Google BigQuery Connectors > Part II: Data Integration with Google BigQuery V2 Connector > Mappings and mapping tasks with Google BigQuery V2 Connector > Google BigQuery V2 targets in mappings and elastic mappings
  

Google BigQuery V2 targets in mappings and elastic mappings

To write data to a Google BigQuery target, configure a Google BigQuery object as the Target transformation in a mapping or elastic mapping.
Specify the name and description of Google BigQuery target. Configure the target and advanced properties for the target object in mappings and elastic mappings.
The following table describes the target properties that you can configure for a Google BigQuery target:
Property
Description
Connection
Name of the Google BigQuery V2 connection. Select a target connection, or click New Parameter to define a new parameter for the target connection.
Target Type
Type of the Google BigQuery target objects available.
You can write data to a single Google BigQuery target object or parameterize the object. You cannot write data to multiple objects.
Parameter²
Select an existing parameter for the target object or click New Parameter to define a new parameter for the target object. The Parameter property appears only if you select Parameter as the target type.
Object
Name of the Google BigQuery target object based on the target type selected.
Create New at Runtime
Creates a target.
Enter a name for the target object and path for the target object and select the source fields that you want to use. By default, all source fields are used.
You must specify a valid dataset id for the Path attribute.
The target name can contain alphanumeric characters. You cannot use special characters in the file name except the underscore character (_).
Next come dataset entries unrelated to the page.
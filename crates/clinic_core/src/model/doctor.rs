//! Doctor domain model.
//!
//! # Invariants
//! - `name` is never empty.
//! - Deleting a doctor nulls out `Patient::doctor_id` for assigned patients
//!   and removes the doctor's appointments.

use super::validation::{normalize_optional_text, require_text, ValidationError};
use serde::{Deserialize, Serialize};

/// Auto-incrementing doctor row id.
pub type DoctorId = i64;

/// Persisted doctor record.
#[derive(Debug, Clone, PartialEq, Eq, Serialize, Deserialize)]
pub struct Doctor {
    pub id: DoctorId,
    pub name: String,
    pub specialization: Option<String>,
    pub contact: Option<String>,
}

/// Input for creating a doctor.
#[derive(Debug, Clone, Default, PartialEq, Eq, Serialize, Deserialize)]
pub struct NewDoctor {
    pub name: String,
    #[serde(default)]
    pub specialization: Option<String>,
    #[serde(default)]
    pub contact: Option<String>,
}

impl NewDoctor {
    pub fn new(name: impl Into<String>) -> Self {
        Self {
            name: name.into(),
            ..Self::default()
        }
    }

    /// Trims text fields and validates required ones.
    pub fn normalized(self) -> Result<Self, ValidationError> {
        require_text("name", &self.name)?;
        Ok(Self {
            name: self.name.trim().to_string(),
            specialization: normalize_optional_text(self.specialization),
            contact: normalize_optional_text(self.contact),
        })
    }
}

/// Partial update for a doctor. `None` keeps the stored value.
#[derive(Debug, Clone, Default, PartialEq, Eq)]
pub struct DoctorPatch {
    pub name: Option<String>,
    pub specialization: Option<String>,
    pub contact: Option<String>,
}

impl Doctor {
    /// Applies supplied overrides and re-validates the merged record.
    pub fn apply(mut self, patch: DoctorPatch) -> Result<Self, ValidationError> {
        if let Some(name) = patch.name {
            require_text("name", &name)?;
            self.name = name.trim().to_string();
        }
        if patch.specialization.is_some() {
            self.specialization = normalize_optional_text(patch.specialization);
        }
        if patch.contact.is_some() {
            self.contact = normalize_optional_text(patch.contact);
        }
        Ok(self)
    }
}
You cannot parameterize the target at runtime.
Operation
You can select one the following operations:
  • - Insert
  • - Update
  • - Upsert (Update or Insert)
  • - Delete
  • - Data Driven
Note: If you use complex connection mode, you cannot configure update, upsert, and delete operations.
Data Driven Condition
Flags rows for an insert, update, delete, or reject operation based on the data driven expression you specify.
You must specify the data driven condition for non-CDC sources. For CDC sources, you must leave the field empty as the rows in the CDC source tables are already marked with the operation types.
Note: Appears only when you select Data Driven as the operation type.
Update Columns
Specifies the temporary primary key columns to update, upsert or delete target data. If the Google BigQuery target does not include a primary key column, and the mapping performs an update, upsert, or delete task operation, click Add to add a temporary key.
You can select multiple columns. By default, no columns are specified.
¹Applies only to mappings. The remaining properties are applicable for both mappings and elastic mappings.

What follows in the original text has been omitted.